Simon was at a loss. What Abner said made sense. Simon had been attracted to the Pharisees because he had a zeal for the Lord and saw in this body of believers that zeal reflected in an every day lifestyle dedicated to preserving the holiness of God. With all of his being he yearned to see God restore the kingdom to Israel and reject the Roman occupation force. But he felt this was a work which God would do through his Messiah. The Messiah would be a High Priest and King, he would work with the existing Temple and along side the Sanhedrin. Or though it had always been believed.

Yet so many in the Sanhedrin despised this Jesus of Nazareth. He had not endeared himself to them; he certainly was not like the Roman senators—always saying the right things to the right people—he expressed himself honestly. Too honestly. Simon could respect that but wished he would not so openly rebuke so many of the sacred traditions of the Pharisees.

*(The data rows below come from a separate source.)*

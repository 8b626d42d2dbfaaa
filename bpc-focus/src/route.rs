//! Audio output routing
//!
//! - `RouteObserver`: "is an external output attached right now?"
//! - `SharedRoutes`: in-memory device list implementing the observer
//! - `NoisyRouteSource`: subscribable stream of output-removed signals; the
//!   controller subscribes at startup and drops its subscription at shutdown

use crate::events::RouteEvent;
use serde::{Deserialize, Serialize};
use std::sync::{RwLock, RwLockReadGuard, RwLockWriteGuard};
use tokio::sync::broadcast;

/// Class of an attached output device
#[derive(Debug, Clone, Copy, PartialEq, Eq, Hash, Serialize, Deserialize)]
#[serde(rename_all = "snake_case")]
pub enum OutputDeviceKind {
    BuiltinSpeaker,
    BuiltinEarpiece,
    WiredHeadset,
    WiredHeadphones,
    BluetoothA2dp,
    BluetoothSco,
    UsbDevice,
    UsbHeadset,
    Hdmi,
    LineAnalog,
    LineDigital,
}

impl OutputDeviceKind {
    /// Wired, Bluetooth, USB, HDMI and line-out classes count as external
    pub fn is_external(&self) -> bool {
        !matches!(
            self,
            OutputDeviceKind::BuiltinSpeaker | OutputDeviceKind::BuiltinEarpiece
        )
    }
}

/// An attached output device
#[derive(Debug, Clone, PartialEq, Eq, Serialize, Deserialize)]
pub struct OutputDevice {
    pub kind: OutputDeviceKind,
    pub name: String,
}

impl OutputDevice {
    pub fn new(kind: OutputDeviceKind, name: impl Into<String>) -> Self {
        Self {
            kind,
            name: name.into(),
        }
    }
}

/// Pure query over currently attached outputs
pub trait RouteObserver: Send + Sync {
    fn has_external_output(&self) -> bool;
}

/// Thread-safe list of attached output devices
#[derive(Debug, Default)]
pub struct SharedRoutes {
    devices: RwLock<Vec<OutputDevice>>,
}

impl SharedRoutes {
    /// Start with only the built-in speaker attached
    pub fn new() -> Self {
        Self::with_devices(vec![OutputDevice::new(OutputDeviceKind::BuiltinSpeaker, "Speaker")])
    }

    pub fn with_devices(devices: Vec<OutputDevice>) -> Self {
        Self {
            devices: RwLock::new(devices),
        }
    }

    fn read(&self) -> RwLockReadGuard<'_, Vec<OutputDevice>> {
        self.devices.read().unwrap_or_else(|poisoned| poisoned.into_inner())
    }

    fn write(&self) -> RwLockWriteGuard<'_, Vec<OutputDevice>> {
        self.devices.write().unwrap_or_else(|poisoned| poisoned.into_inner())
    }

    pub fn attach(&self, device: OutputDevice) {
        self.write().push(device);
    }

    /// Remove every device of `kind`; returns true if anything was removed
    pub fn detach(&self, kind: OutputDeviceKind) -> bool {
        let mut devices = self.write();
        let before = devices.len();
        devices.retain(|d| d.kind != kind);
        devices.len() != before
    }

    pub fn devices(&self) -> Vec<OutputDevice> {
        self.read().clone()
    }
}

impl RouteObserver for SharedRoutes {
    fn has_external_output(&self) -> bool {
        self.read().iter().any(|d| d.kind.is_external())
    }
}

/// Broadcast source of noisy-route (output removed) signals
pub struct NoisyRouteSource {
    tx: broadcast::Sender<RouteEvent>,
}

impl NoisyRouteSource {
    pub fn new(capacity: usize) -> Self {
        let (tx, _) = broadcast::channel(capacity);
        Self { tx }
    }

    /// Register for future signals; dropping the receiver deregisters
    pub fn subscribe(&self) -> broadcast::Receiver<RouteEvent> {
        self.tx.subscribe()
    }

    /// Deliver an output-removed signal to every registered listener
    pub fn notify_becoming_noisy(&self) {
        let _ = self.tx.send(RouteEvent::BecomingNoisy);
    }

    pub fn subscriber_count(&self) -> usize {
        self.tx.receiver_count()
    }
}

impl Default for NoisyRouteSource {
    fn default() -> Self {
        Self::new(16)
    }
}
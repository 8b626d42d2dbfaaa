//! Background playback controller (bpc-focus) - scenario runner
//!
//! Drives the focus controller against the simulated engine, audio manager,
//! routes and transport surface from a scripted scenario, then prints the
//! final status and decision log as JSON.

use std::fs::OpenOptions;
use std::path::PathBuf;
use std::sync::{Arc, Mutex};

use anyhow::{Context, Result};
use bpc_focus::config::{Config, ConfigOverrides};
use bpc_focus::preferences::{PreferenceHub, PreferenceStore, TomlPreferenceStore};
use bpc_focus::scenario::{run_scenario, Scenario};
use clap::Parser;
use tracing::info;
use tracing_subscriber::{layer::SubscriberExt, util::SubscriberInitExt, EnvFilter};

/// Command-line arguments for bpc-focus
#[derive(Parser, Debug)]
#[command(name = "bpc-focus")]
#[command(about = "Playback focus & recovery controller scenario runner")]
#[command(version)]
struct Args {
    /// Configuration file (overrides BPC_CONFIG)
    #[arg(short, long)]
    config: Option<PathBuf>,

    /// Scenario file to run
    #[arg(short, long, env = "BPC_SCENARIO")]
    scenario: PathBuf,

    /// Preference file (overrides the configured location)
    #[arg(long)]
    preferences: Option<PathBuf>,

    /// Log level (trace, debug, info, warn, error)
    #[arg(long)]
    log_level: Option<String>,

    /// Pretty-print the JSON report
    #[arg(long)]
    pretty: bool,
}

#[tokio::main]
async fn main() -> Result<()> {
    let args = Args::parse();

    let config = Config::load(ConfigOverrides {
        config_path: args.config.clone(),
        preferences_path: args.preferences.clone(),
        log_level: args.log_level.clone(),
    })
    .context("Failed to load configuration")?;

    init_tracing(&config).context("Failed to initialize logging")?;

    info!("Starting bpc-focus v{}", env!("CARGO_PKG_VERSION"));
    if let Some(source) = &config.source {
        info!("Configuration: {}", source.display());
    }

    let scenario = Scenario::load(&args.scenario)
        .with_context(|| format!("Failed to load scenario {}", args.scenario.display()))?;

    let store = Arc::new(TomlPreferenceStore::new(&config.preferences_path));
    if let Some(seed) = &scenario.preferences {
        store
            .save(seed)
            .context("Failed to seed scenario preferences")?;
    }
    let preferences = Arc::new(PreferenceHub::load(store).context("Failed to load preferences")?);

    let report = run_scenario(&scenario, &config.focus, preferences)
        .await
        .context("Scenario failed")?;

    let json = if args.pretty {
        serde_json::to_string_pretty(&report)?
    } else {
        serde_json::to_string(&report)?
    };
    println!("{}", json);

    info!("Scenario '{}' complete", report.name);
    Ok(())
}

/// Install the global subscriber: `RUST_LOG` wins over the configured level
fn init_tracing(config: &Config) -> Result<()> {
    let filter = EnvFilter::try_from_default_env()
        .unwrap_or_else(|_| EnvFilter::new(format!("bpc_focus={0},bpc_common={0}", config.logging.level)));

    match &config.logging.file {
        Some(path) => {
            let file = OpenOptions::new()
                .create(true)
                .append(true)
                .open(path)
                .with_context(|| format!("Failed to open log file {}", path.display()))?;
            tracing_subscriber::registry()
                .with(filter)
                .with(
                    tracing_subscriber::fmt::layer()
                        .with_ansi(false)
                        .with_writer(Mutex::new(file)),
                )
                .init();
        }
        None => {
            tracing_subscriber::registry()
                .with(filter)
                .with(tracing_subscriber::fmt::layer().with_writer(std::io::stderr))
                .init();
        }
    }
    Ok(())
}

And then this morning, during his triumphal entry into Jerusalem, to say the things he said. To publically rebuke the Pharisees and then weep over Jerusalem and predict doom and destruction! He should have been predicting glory for God’s holy city Jerusalem and doom and destruction instead for Rome! Yet the people seemed to love him. In this carpenter from Nazareth they saw something that evoked passion within the multitudes. They followed him everywhere. Simon had even heard a story of people tearing away a roof to lower a sick friend down into a room where they thought Jesus was staying. If that story was not incredible enough, it was said he then healed this man based on the faith of his friends.

Suddenly, a group of four Pharisees ran into the olive grove. The one in the lead spoke first, “Simon and Abner—we have been looking everywhere for you! The chief priests and scribes have called a meeting! It will soon be starting you must come quickly!”

“What is this all about?” Abner asked.

“Have you not heard? It is about this Jesus from Nazareth! After his entry this morning he went straight into the Temple and then he attacked it!”

“He what?”

“He attacked the Temple! He made a whip out of chords and drove the money changers out, overturned their tables and had the audacity to pour the coins out upon the floor! Then he had the audacity to claim that he could rebuild the Temple in three days time! He mocks our customs, he flaunts our authority and disrespects the sacred space of our house of worship!”

“He must be stopped” Abner declared!

“That is why the chief priests have called this meeting. This foolish so-called prophet’s time is nearing its end. Come brothers, the meeting will be starting shortly.”

The Pharisees turned and left the grove with Abner following them. Simon looked down, surprised to see he still held the stone from the road. He lifted it to his ear but heard nothing and dropped it, angrily, into the dirt and followed them.


As it is recorded in the Gospel of Mark, Jesus confronted the way the Pharisees adhere to the tradition of their elders and disregard the Word of God by saying, “This people honors me with their lips, but their heart is far from me; in vain do they worship me, teaching as doctrines the commandments of men.”

All of this—all of this is a tradition of the elders: our order of worship, our pews, our stain glass windows, our choir, all traditions that we have grown accustomed to. Even Palm Sunday is a tradition of our elders. There is no biblical commandment that says “On the Sunday prior to Easter the congregation of the Lord shall gather together, wave palms and remember Jesus’ triumphal entry into Jerusalem.”

Today I want to leave everyone with a question: if Christ were to walk into this church, enter our sanctuary what is it that is untouchable? What long established tradition can Jesus not touch? If Jesus were to walk in here and start overturning established traditions like he overturned those tables would we too switch from shouting out “Blessed is He who comes in the name of the Lord” and instead cry out, “Crucify him”?